## PROBLEM DESCRIPTION
Find every line containing the word "NoSuchLedger" in the records below; report only how many there are.

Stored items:
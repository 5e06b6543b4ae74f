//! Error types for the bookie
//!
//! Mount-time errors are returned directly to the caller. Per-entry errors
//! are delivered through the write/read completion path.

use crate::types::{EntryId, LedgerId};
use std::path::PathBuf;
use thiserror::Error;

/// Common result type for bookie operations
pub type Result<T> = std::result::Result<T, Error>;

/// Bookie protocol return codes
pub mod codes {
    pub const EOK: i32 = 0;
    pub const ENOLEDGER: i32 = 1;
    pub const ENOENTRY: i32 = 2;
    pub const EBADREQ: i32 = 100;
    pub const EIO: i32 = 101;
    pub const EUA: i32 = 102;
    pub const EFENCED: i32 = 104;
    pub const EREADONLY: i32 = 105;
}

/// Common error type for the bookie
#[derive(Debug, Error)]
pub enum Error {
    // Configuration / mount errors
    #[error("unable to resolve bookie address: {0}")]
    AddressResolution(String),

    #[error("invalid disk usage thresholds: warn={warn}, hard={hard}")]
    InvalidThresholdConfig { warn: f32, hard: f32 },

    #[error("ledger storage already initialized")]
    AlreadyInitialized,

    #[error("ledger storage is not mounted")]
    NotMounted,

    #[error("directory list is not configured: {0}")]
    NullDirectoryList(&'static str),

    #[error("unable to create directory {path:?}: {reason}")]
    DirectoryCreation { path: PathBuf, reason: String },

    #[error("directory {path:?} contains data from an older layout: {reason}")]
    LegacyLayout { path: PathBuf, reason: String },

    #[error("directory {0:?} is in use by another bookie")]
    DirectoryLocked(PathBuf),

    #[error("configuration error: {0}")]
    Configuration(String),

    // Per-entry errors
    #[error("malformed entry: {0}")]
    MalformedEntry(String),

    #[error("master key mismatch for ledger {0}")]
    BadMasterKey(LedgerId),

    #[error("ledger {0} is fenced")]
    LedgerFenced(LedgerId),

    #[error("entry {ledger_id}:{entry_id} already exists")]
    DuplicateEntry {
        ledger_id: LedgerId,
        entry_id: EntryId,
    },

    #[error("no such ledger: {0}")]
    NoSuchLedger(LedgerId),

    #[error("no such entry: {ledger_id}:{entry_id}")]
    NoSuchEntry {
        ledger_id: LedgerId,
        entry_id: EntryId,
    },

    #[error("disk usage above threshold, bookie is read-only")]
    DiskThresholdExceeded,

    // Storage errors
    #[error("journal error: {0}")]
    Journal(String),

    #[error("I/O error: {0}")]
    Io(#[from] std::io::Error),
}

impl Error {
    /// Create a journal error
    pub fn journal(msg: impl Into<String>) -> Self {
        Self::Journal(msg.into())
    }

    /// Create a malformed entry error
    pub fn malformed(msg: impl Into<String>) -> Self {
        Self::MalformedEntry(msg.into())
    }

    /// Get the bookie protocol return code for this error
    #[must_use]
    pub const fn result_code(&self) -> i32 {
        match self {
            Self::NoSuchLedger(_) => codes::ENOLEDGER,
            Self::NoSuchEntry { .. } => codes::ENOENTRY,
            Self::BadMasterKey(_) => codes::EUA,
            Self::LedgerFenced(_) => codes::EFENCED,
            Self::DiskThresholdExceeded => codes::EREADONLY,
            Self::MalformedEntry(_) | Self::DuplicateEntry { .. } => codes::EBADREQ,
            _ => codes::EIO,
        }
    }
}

## SOLUTION
2